## WORK REQUIRED
In the entries below, find every line holding the string "Duration" and collect it.
------------------------------------------------
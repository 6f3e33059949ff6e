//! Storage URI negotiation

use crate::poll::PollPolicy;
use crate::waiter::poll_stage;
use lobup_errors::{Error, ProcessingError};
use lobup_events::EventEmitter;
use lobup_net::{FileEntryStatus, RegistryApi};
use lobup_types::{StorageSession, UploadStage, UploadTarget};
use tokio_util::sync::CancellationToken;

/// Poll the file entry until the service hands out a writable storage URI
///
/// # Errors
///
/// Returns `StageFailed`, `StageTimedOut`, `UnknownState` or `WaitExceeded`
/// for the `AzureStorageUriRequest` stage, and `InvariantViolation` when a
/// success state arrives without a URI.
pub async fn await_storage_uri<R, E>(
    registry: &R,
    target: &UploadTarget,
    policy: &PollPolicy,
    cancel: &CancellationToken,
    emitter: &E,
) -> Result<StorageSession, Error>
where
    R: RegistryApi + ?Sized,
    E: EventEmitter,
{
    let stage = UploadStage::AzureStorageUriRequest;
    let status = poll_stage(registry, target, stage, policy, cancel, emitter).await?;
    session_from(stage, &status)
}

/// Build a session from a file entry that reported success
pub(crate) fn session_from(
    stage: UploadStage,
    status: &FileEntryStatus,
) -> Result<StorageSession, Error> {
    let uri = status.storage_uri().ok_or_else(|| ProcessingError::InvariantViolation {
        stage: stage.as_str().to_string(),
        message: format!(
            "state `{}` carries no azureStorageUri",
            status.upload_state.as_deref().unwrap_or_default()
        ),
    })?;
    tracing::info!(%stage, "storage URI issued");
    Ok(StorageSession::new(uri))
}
------------------------------------------------
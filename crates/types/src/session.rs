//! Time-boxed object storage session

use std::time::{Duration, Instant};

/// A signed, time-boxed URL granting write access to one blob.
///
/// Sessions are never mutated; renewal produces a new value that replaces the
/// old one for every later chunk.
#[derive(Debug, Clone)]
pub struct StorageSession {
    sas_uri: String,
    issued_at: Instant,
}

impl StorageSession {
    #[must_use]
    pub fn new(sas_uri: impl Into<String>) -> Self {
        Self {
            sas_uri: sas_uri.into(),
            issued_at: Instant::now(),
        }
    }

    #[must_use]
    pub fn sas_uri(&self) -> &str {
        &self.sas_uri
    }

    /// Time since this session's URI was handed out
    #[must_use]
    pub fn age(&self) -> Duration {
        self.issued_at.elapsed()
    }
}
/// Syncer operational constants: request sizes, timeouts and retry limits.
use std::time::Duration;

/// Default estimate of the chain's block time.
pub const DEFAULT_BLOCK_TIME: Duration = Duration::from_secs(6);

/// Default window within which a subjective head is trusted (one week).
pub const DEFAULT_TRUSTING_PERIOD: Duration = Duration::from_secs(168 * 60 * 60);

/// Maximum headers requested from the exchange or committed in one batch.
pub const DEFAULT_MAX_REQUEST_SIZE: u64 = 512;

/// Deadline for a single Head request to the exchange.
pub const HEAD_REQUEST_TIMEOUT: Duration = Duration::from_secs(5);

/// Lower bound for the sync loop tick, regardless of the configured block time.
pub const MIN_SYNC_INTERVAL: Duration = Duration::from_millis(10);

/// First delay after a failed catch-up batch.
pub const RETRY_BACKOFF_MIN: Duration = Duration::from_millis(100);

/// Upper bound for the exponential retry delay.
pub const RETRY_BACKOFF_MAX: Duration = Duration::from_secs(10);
------------------------------------------------
## OUTPUT FOR THIS EXERCISE
use std::time::{Duration, Instant};
    pub fn age(&self) -> Duration {
use std::time::Duration;
pub const DEFAULT_BLOCK_TIME: Duration = Duration::from_secs(6);
pub const DEFAULT_TRUSTING_PERIOD: Duration = Duration::from_secs(168 * 60 * 60);
pub const HEAD_REQUEST_TIMEOUT: Duration = Duration::from_secs(5);
pub const MIN_SYNC_INTERVAL: Duration = Duration::from_millis(10);
pub const RETRY_BACKOFF_MIN: Duration = Duration::from_millis(100);
pub const RETRY_BACKOFF_MAX: Duration = Duration::from_secs(10);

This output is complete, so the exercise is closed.